Exercise description: Output each line of the material exactly as it stands.

################

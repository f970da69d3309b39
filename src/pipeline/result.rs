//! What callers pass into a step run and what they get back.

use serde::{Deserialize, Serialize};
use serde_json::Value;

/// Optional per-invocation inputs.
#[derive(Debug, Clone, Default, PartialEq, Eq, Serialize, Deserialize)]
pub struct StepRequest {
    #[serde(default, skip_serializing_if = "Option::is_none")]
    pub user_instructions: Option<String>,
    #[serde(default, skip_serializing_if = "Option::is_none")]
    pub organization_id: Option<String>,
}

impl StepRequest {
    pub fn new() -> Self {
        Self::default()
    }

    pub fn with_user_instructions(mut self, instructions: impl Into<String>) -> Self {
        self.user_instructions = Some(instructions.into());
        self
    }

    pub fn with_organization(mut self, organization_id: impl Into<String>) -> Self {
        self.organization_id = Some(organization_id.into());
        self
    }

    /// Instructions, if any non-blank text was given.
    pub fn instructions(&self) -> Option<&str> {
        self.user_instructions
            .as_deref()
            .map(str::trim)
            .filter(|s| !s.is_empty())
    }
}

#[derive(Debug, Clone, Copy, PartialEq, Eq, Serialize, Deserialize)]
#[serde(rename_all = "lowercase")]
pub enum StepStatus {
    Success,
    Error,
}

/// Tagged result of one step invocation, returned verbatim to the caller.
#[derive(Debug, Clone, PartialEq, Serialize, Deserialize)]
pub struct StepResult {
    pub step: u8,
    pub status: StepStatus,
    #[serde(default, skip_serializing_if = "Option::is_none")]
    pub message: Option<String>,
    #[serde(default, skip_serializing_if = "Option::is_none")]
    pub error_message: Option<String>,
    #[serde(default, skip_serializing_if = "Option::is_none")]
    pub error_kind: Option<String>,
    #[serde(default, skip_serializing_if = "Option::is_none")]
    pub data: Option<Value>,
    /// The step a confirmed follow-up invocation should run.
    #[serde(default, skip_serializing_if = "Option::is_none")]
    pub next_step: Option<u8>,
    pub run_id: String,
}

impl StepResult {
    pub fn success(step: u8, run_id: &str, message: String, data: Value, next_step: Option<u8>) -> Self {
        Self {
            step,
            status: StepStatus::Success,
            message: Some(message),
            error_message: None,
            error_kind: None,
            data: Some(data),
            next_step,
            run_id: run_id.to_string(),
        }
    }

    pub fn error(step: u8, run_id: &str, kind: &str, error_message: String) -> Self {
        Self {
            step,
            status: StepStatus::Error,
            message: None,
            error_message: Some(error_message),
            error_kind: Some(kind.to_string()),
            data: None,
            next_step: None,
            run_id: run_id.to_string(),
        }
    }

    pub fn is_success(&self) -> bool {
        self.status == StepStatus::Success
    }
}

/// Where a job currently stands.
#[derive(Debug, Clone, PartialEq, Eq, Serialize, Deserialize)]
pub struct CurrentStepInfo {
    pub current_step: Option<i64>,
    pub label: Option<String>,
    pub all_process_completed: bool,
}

################

Reply to the task:
repository f970da69d3309b39
filename src/pipeline/result.rs
//! What callers pass into a step run and what they get back.

use serde::{Deserialize, Serialize};
use serde_json::Value;

/// Optional per-invocation inputs.
#[derive(Debug, Clone, Default, PartialEq, Eq, Serialize, Deserialize)]
pub struct StepRequest {
    #[serde(default, skip_serializing_if = "Option::is_none")]
    pub user_instructions: Option<String>,
    #[serde(default, skip_serializing_if = "Option::is_none")]
    pub organization_id: Option<String>,
}

impl StepRequest {
    pub fn new() -> Self {
        Self::default()
    }

    pub fn with_user_instructions(mut self, instructions: impl Into<String>) -> Self {
        self.user_instructions = Some(instructions.into());
        self
    }

    pub fn with_organization(mut self, organization_id: impl Into<String>) -> Self {
        self.organization_id = Some(organization_id.into());
        self
    }

    /// Instructions, if any non-blank text was given.
    pub fn instructions(&self) -> Option<&str> {
        self.user_instructions
            .as_deref()
            .map(str::trim)
            .filter(|s| !s.is_empty())
    }
}

#[derive(Debug, Clone, Copy, PartialEq, Eq, Serialize, Deserialize)]
#[serde(rename_all = "lowercase")]
pub enum StepStatus {
    Success,
    Error,
}

/// Tagged result of one step invocation, returned verbatim to the caller.
#[derive(Debug, Clone, PartialEq, Serialize, Deserialize)]
pub struct StepResult {
    pub step: u8,
    pub status: StepStatus,
    #[serde(default, skip_serializing_if = "Option::is_none")]
    pub message: Option<String>,
    #[serde(default, skip_serializing_if = "Option::is_none")]
    pub error_message: Option<String>,
    #[serde(default, skip_serializing_if = "Option::is_none")]
    pub error_kind: Option<String>,
    #[serde(default, skip_serializing_if = "Option::is_none")]
    pub data: Option<Value>,
    /// The step a confirmed follow-up invocation should run.
    #[serde(default, skip_serializing_if = "Option::is_none")]
    pub next_step: Option<u8>,
    pub run_id: String,
}

impl StepResult {
    pub fn success(step: u8, run_id: &str, message: String, data: Value, next_step: Option<u8>) -> Self {
        Self {
            step,
            status: StepStatus::Success,
            message: Some(message),
            error_message: None,
            error_kind: None,
            data: Some(data),
            next_step,
            run_id: run_id.to_string(),
        }
    }

    pub fn error(step: u8, run_id: &str, kind: &str, error_message: String) -> Self {
        Self {
            step,
            status: StepStatus::Error,
            message: None,
            error_message: Some(error_message),
            error_kind: Some(kind.to_string()),
            data: None,
            next_step: None,
            run_id: run_id.to_string(),
        }
    }

    pub fn is_success(&self) -> bool {
        self.status == StepStatus::Success
    }
}

/// Where a job currently stands.
#[derive(Debug, Clone, PartialEq, Eq, Serialize, Deserialize)]
pub struct CurrentStepInfo {
    pub current_step: Option<i64>,
    pub label: Option<String>,
    pub all_process_completed: bool,
}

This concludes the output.